A Star is Born contains some great music by Harold Arlen and lyrics by Ira Gershwin. Among all the musical numbers in the film, there are two clear stand-outs. One is the stupendous 15-minute "Born in a Trunk" medley. We are introduced to the scene in a film-within-a-film, as we watch Vicki's premier at the theatre. It's a colorful and brilliantly composed sequence of scenes where the sets are switched in and out and Judy is given a great collection of songs to sing, including "Swanee", that highlight her range as a singer. Of course, the other scene to highlight can rightly be claimed as one of the best musical numbers that ever appeared in any musical. It is "The Man That Got Away". In the scene, Esther (prior to being renamed Vicki) is with her traveling band, late at night in a club, when they improvise a moment for themselves and they tell her to sing it.

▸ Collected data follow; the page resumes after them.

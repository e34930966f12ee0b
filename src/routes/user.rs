use axum::{
    extract::{Path, State},
    http::StatusCode,
    response::{IntoResponse, Json},
};
use axum_extra::extract::Query;
use uuid::Uuid;
use validator::Validate;

use crate::{
    dto::{
        list::{pagination_headers, ListQuery},
        user_dto::{CreateUserPayload, PatchUserPayload, UserResponse},
    },
    error::Result,
    utils::validation::ValidatedJson,
    AppState,
};

#[utoipa::path(
    post,
    path = "/user",
    request_body = CreateUserPayload,
    responses(
        (status = 201, description = "User created", body = UserResponse),
        (status = 400, description = "Invalid payload"),
        (status = 401, description = "Missing or invalid access token")
    )
)]
#[axum::debug_handler]
pub async fn create_user(
    State(state): State<AppState>,
    ValidatedJson(payload): ValidatedJson<CreateUserPayload>,
) -> Result<impl IntoResponse> {
    let user = state.user_service.create(payload).await?;
    Ok((StatusCode::CREATED, Json(UserResponse::from(user))))
}

#[utoipa::path(
    get,
    path = "/user",
    params(
        ("ids" = Option<Vec<Uuid>>, Query, description = "Restrict to these user ids"),
        ("limit" = Option<i64>, Query, description = "Page size, 1-1000"),
        ("offset" = Option<i64>, Query, description = "Offset from the start of the selection")
    ),
    responses(
        (status = 200, description = "List of users", body = Vec<UserResponse>),
        (status = 400, description = "Pagination bounds exceeded"),
        (status = 401, description = "Missing or invalid access token")
    )
)]
#[axum::debug_handler]
pub async fn list_users(
    State(state): State<AppState>,
    Query(query): Query<ListQuery>,
) -> Result<impl IntoResponse> {
    query.validate()?;
    let count = state.user_service.count(query.ids()).await?;
    let users = state
        .user_service
        .get_multiple(query.ids(), query.limit, query.offset)
        .await?;
    let items: Vec<UserResponse> = users.into_iter().map(Into::into).collect();
    Ok((
        pagination_headers(count, query.offset, query.limit),
        Json(items),
    ))
}

#[utoipa::path(
    get,
    path = "/user/{id}",
    params(
        ("id" = Uuid, Path, description = "User id")
    ),
    responses(
        (status = 200, description = "User found", body = UserResponse),
        (status = 401, description = "Missing or invalid access token"),
        (status = 404, description = "User not found")
    )
)]
#[axum::debug_handler]
pub async fn get_user(
    State(state): State<AppState>,
    Path(id): Path<Uuid>,
) -> Result<impl IntoResponse> {
    let user = state.user_service.get_one(id).await?;
    Ok(Json(UserResponse::from(user)))
}

#[utoipa::path(
    get,
    path = "/user/email/{email}",
    params(
        ("email" = String, Path, description = "User email")
    ),
    responses(
        (status = 200, description = "User found", body = UserResponse),
        (status = 401, description = "Missing or invalid access token"),
        (status = 404, description = "User not found")
    )
)]
#[axum::debug_handler]
pub async fn get_user_by_email(
    State(state): State<AppState>,
    Path(email): Path<String>,
) -> Result<impl IntoResponse> {
    let user = state.user_service.get_by_email(&email).await?;
    Ok(Json(UserResponse::from(user)))
}

#[utoipa::path(
    put,
    path = "/user/{id}",
    params(
        ("id" = Uuid, Path, description = "User id")
    ),
    request_body = CreateUserPayload,
    responses(
        (status = 200, description = "User replaced", body = UserResponse),
        (status = 400, description = "Invalid payload"),
        (status = 401, description = "Missing or invalid access token"),
        (status = 404, description = "User not found")
    )
)]
#[axum::debug_handler]
pub async fn update_user(
    State(state): State<AppState>,
    Path(id): Path<Uuid>,
    ValidatedJson(payload): ValidatedJson<CreateUserPayload>,
) -> Result<impl IntoResponse> {
    let user = state.user_service.update(id, payload).await?;
    Ok(Json(UserResponse::from(user)))
}

#[utoipa::path(
    patch,
    path = "/user/{id}",
    params(
        ("id" = Uuid, Path, description = "User id")
    ),
    request_body = PatchUserPayload,
    responses(
        (status = 200, description = "User patched", body = UserResponse),
        (status = 400, description = "Invalid payload"),
        (status = 401, description = "Missing or invalid access token"),
        (status = 404, description = "User not found")
    )
)]
#[axum::debug_handler]
pub async fn patch_user(
    State(state): State<AppState>,
    Path(id): Path<Uuid>,
    ValidatedJson(payload): ValidatedJson<PatchUserPayload>,
) -> Result<impl IntoResponse> {
    let user = state.user_service.patch(id, payload).await?;
    Ok(Json(UserResponse::from(user)))
}

#[utoipa::path(
    delete,
    path = "/user/{id}",
    params(
        ("id" = Uuid, Path, description = "User id")
    ),
    responses(
        (status = 204, description = "User deleted"),
        (status = 401, description = "Missing or invalid access token"),
        (status = 404, description = "User not found")
    )
)]
#[axum::debug_handler]
pub async fn delete_user(
    State(state): State<AppState>,
    Path(id): Path<Uuid>,
) -> Result<impl IntoResponse> {
    state.user_service.delete(id).await?;
    Ok(StatusCode::NO_CONTENT)
}
use axum::{
    extract::{Path, State},
    http::StatusCode,
    response::{IntoResponse, Json},
    Extension,
};
use axum_extra::extract::Query;
use uuid::Uuid;
use validator::Validate;

use crate::{
    dto::{
        list::{pagination_headers, ListQuery},
        question_dto::{CreateQuestionPayload, PatchQuestionPayload, QuestionResponse},
    },
    error::Result,
    utils::{token::Claims, validation::ValidatedJson},
    AppState,
};

#[utoipa::path(
    post,
    path = "/question",
    request_body = CreateQuestionPayload,
    responses(
        (status = 201, description = "Question created", body = QuestionResponse),
        (status = 400, description = "Invalid payload"),
        (status = 401, description = "Missing or invalid access token"),
        (status = 404, description = "Referenced test not found")
    )
)]
#[axum::debug_handler]
pub async fn create_question(
    State(state): State<AppState>,
    Extension(claims): Extension<Claims>,
    ValidatedJson(payload): ValidatedJson<CreateQuestionPayload>,
) -> Result<impl IntoResponse> {
    let question = state.question_service.create(claims.sub, payload).await?;
    Ok((StatusCode::CREATED, Json(QuestionResponse::from(question))))
}

#[utoipa::path(
    get,
    path = "/question",
    params(
        ("ids" = Option<Vec<Uuid>>, Query, description = "Restrict to these question ids"),
        ("limit" = Option<i64>, Query, description = "Page size, 1-1000"),
        ("offset" = Option<i64>, Query, description = "Offset from the start of the selection")
    ),
    responses(
        (status = 200, description = "List of questions", body = Vec<QuestionResponse>),
        (status = 400, description = "Pagination bounds exceeded"),
        (status = 401, description = "Missing or invalid access token")
    )
)]
#[axum::debug_handler]
pub async fn list_questions(
    State(state): State<AppState>,
    Query(query): Query<ListQuery>,
) -> Result<impl IntoResponse> {
    query.validate()?;
    let count = state.question_service.count(query.ids()).await?;
    let questions = state
        .question_service
        .get_multiple(query.ids(), query.limit, query.offset)
        .await?;
    let items: Vec<QuestionResponse> = questions.into_iter().map(Into::into).collect();
    Ok((
        pagination_headers(count, query.offset, query.limit),
        Json(items),
    ))
}

#[utoipa::path(
    get,
    path = "/question/{id}",
    params(
        ("id" = Uuid, Path, description = "Question id")
    ),
    responses(
        (status = 200, description = "Question found", body = QuestionResponse),
        (status = 401, description = "Missing or invalid access token"),
        (status = 404, description = "Question not found")
    )
)]
#[axum::debug_handler]
pub async fn get_question(
    State(state): State<AppState>,
    Path(id): Path<Uuid>,
) -> Result<impl IntoResponse> {
    let question = state.question_service.get_one(id).await?;
    Ok(Json(QuestionResponse::from(question)))
}

#[utoipa::path(
    put,
    path = "/question/{id}",
    params(
        ("id" = Uuid, Path, description = "Question id")
    ),
    request_body = CreateQuestionPayload,
    responses(
        (status = 200, description = "Question replaced", body = QuestionResponse),
        (status = 400, description = "Invalid payload"),
        (status = 401, description = "Missing or invalid access token"),
        (status = 404, description = "Question not found")
    )
)]
#[axum::debug_handler]
pub async fn update_question(
    State(state): State<AppState>,
    Extension(claims): Extension<Claims>,
    Path(id): Path<Uuid>,
    ValidatedJson(payload): ValidatedJson<CreateQuestionPayload>,
) -> Result<impl IntoResponse> {
    let question = state
        .question_service
        .update(claims.sub, id, payload)
        .await?;
    Ok(Json(QuestionResponse::from(question)))
}

#[utoipa::path(
    patch,
    path = "/question/{id}",
    params(
        ("id" = Uuid, Path, description = "Question id")
    ),
    request_body = PatchQuestionPayload,
    responses(
        (status = 200, description = "Question patched", body = QuestionResponse),
        (status = 400, description = "Invalid payload"),
        (status = 401, description = "Missing or invalid access token"),
        (status = 404, description = "Question not found")
    )
)]
#[axum::debug_handler]
pub async fn patch_question(
    State(state): State<AppState>,
    Extension(claims): Extension<Claims>,
    Path(id): Path<Uuid>,
    ValidatedJson(payload): ValidatedJson<PatchQuestionPayload>,
) -> Result<impl IntoResponse> {
    let question = state.question_service.patch(claims.sub, id, payload).await?;
    Ok(Json(QuestionResponse::from(question)))
}

#[utoipa::path(
    delete,
    path = "/question/{id}",
    params(
        ("id" = Uuid, Path, description = "Question id")
    ),
    responses(
        (status = 204, description = "Question deleted"),
        (status = 401, description = "Missing or invalid access token"),
        (status = 404, description = "Question not found")
    )
)]
#[axum::debug_handler]
pub async fn delete_question(
    State(state): State<AppState>,
    Extension(claims): Extension<Claims>,
    Path(id): Path<Uuid>,
) -> Result<impl IntoResponse> {
    state.question_service.delete(claims.sub, id).await?;
    Ok(StatusCode::NO_CONTENT)
}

It's hard to describe the power with which Garland sings the song. She seems to summon some kind of tidal-wave of emotion that rides on her powerful vibrato, and I mean powerful. She doesn't just want you to hear the song. She wants you to feel it. If you don't get chills while listening to her sing this song, you might need to check your pulse. It's a perfect song and a perfect scene, done in one take.




This film's greatest achievement is that it captures and preserves the essence of Judy Garland, including all her worn-in, unfiltered emotions, and the sweat and guts of someone who had been living through addiction and personal strife for nearly her entire life. I've always thought Garland was an underrated actress. When you consider her work in Oz (1939), Meet Me in St. Louis (1944), The Clock (1945) and A Star is Born, it's hard not to be in awe of her ability to project emotional honesty and transparency. If you watch her passionate performance in the non-musical, The Clock by Minnelli, you can see her talent as an actress laid bare. You watch her for a few minutes and you immediately are pulled in by her openness. In this way, A Star is Born allows her the chance to be dramatic and emotionally naked for much of the film, but, it also lets her belt out a tune, something she was gifted with beyond all measure. Her performance in A Star is Born is one of the greatest performances by an actress that I've ever seen. Time once maintained that her performance was "just about the greatest one-woman show in modern movie history." However it should also be noted that James Mason's work here as an alcoholic is nearly as good and should be praised for giving a performance that supports, but does not upstage the film with showiness. It feels like his performance is a precursor to his masterful work in Nicholas Ray's Bigger Than Life (1956). But, this is still Judy's film. Sadly to say, this really wasn't her comeback. Following her devastating loss on Oscar night to Grace Kelly, she wouldn't appear again in a film until 6 years later. No studio wanted to take any more chances on her and couldn't afford to spend days idle, waiting for her to show up on the set in some kind of decent shape. A Star is Born thus acts as the final great testament to one of the greatest entertainers and actresses of the Hollywood era and one of the greatest singers who ever lived. Judy Garland will always be remembered as Dorothy, but to see the real Judy, see this one.